• [Data shown]:
___
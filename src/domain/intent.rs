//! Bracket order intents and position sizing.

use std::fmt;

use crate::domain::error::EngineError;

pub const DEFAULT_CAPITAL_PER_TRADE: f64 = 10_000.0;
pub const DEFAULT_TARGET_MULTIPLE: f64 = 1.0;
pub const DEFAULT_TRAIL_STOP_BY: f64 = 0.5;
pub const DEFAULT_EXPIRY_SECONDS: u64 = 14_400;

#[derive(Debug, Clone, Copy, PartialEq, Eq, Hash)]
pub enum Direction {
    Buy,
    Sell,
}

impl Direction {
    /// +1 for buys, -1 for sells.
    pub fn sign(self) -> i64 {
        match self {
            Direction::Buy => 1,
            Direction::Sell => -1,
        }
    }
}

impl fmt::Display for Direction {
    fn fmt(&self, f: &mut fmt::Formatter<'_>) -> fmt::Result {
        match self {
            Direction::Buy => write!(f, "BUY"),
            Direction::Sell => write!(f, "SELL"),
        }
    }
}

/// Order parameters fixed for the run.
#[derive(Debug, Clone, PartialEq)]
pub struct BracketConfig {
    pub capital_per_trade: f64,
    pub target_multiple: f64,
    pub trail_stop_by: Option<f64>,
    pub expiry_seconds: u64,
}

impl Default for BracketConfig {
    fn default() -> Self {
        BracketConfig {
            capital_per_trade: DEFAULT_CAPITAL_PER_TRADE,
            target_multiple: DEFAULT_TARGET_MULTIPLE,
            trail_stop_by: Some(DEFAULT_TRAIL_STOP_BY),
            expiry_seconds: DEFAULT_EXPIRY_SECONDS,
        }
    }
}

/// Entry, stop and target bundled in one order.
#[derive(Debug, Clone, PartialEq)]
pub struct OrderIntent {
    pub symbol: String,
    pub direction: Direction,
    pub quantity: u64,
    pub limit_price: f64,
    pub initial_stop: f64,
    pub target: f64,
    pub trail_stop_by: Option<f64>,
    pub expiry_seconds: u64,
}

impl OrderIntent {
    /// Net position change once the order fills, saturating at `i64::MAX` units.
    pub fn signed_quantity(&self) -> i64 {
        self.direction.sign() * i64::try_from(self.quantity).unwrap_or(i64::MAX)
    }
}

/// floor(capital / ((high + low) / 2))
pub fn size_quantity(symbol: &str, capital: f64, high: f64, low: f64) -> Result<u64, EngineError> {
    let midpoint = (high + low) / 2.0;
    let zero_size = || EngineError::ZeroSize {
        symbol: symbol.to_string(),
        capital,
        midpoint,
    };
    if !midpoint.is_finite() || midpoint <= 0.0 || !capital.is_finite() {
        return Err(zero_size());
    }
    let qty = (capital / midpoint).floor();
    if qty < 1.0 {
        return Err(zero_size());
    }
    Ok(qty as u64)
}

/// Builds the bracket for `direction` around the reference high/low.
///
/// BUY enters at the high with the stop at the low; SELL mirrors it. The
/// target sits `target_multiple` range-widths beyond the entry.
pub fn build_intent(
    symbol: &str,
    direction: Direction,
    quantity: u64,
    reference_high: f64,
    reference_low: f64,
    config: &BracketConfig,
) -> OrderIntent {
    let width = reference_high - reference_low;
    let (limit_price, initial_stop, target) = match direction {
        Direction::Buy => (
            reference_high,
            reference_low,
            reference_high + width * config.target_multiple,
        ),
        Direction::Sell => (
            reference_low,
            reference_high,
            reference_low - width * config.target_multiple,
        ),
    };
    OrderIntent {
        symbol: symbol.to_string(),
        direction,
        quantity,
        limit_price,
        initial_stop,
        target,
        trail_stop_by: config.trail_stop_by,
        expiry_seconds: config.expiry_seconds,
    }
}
___
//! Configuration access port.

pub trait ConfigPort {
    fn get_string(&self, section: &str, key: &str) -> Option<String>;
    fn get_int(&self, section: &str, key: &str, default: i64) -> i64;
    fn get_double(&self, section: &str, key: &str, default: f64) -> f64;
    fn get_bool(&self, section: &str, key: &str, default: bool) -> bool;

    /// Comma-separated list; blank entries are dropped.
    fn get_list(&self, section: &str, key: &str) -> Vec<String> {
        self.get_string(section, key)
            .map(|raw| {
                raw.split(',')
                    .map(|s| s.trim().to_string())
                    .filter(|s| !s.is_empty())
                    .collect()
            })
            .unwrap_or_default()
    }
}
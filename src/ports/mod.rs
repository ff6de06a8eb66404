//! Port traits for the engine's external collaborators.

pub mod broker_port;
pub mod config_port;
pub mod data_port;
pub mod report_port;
___
• [Problem details]:
Among the lines of the data, find every one that holds "position" and copy it.

• [Problem solution]:
//! Bracket order intents and position sizing.
    /// Net position change once the order fills, saturating at `i64::MAX` units.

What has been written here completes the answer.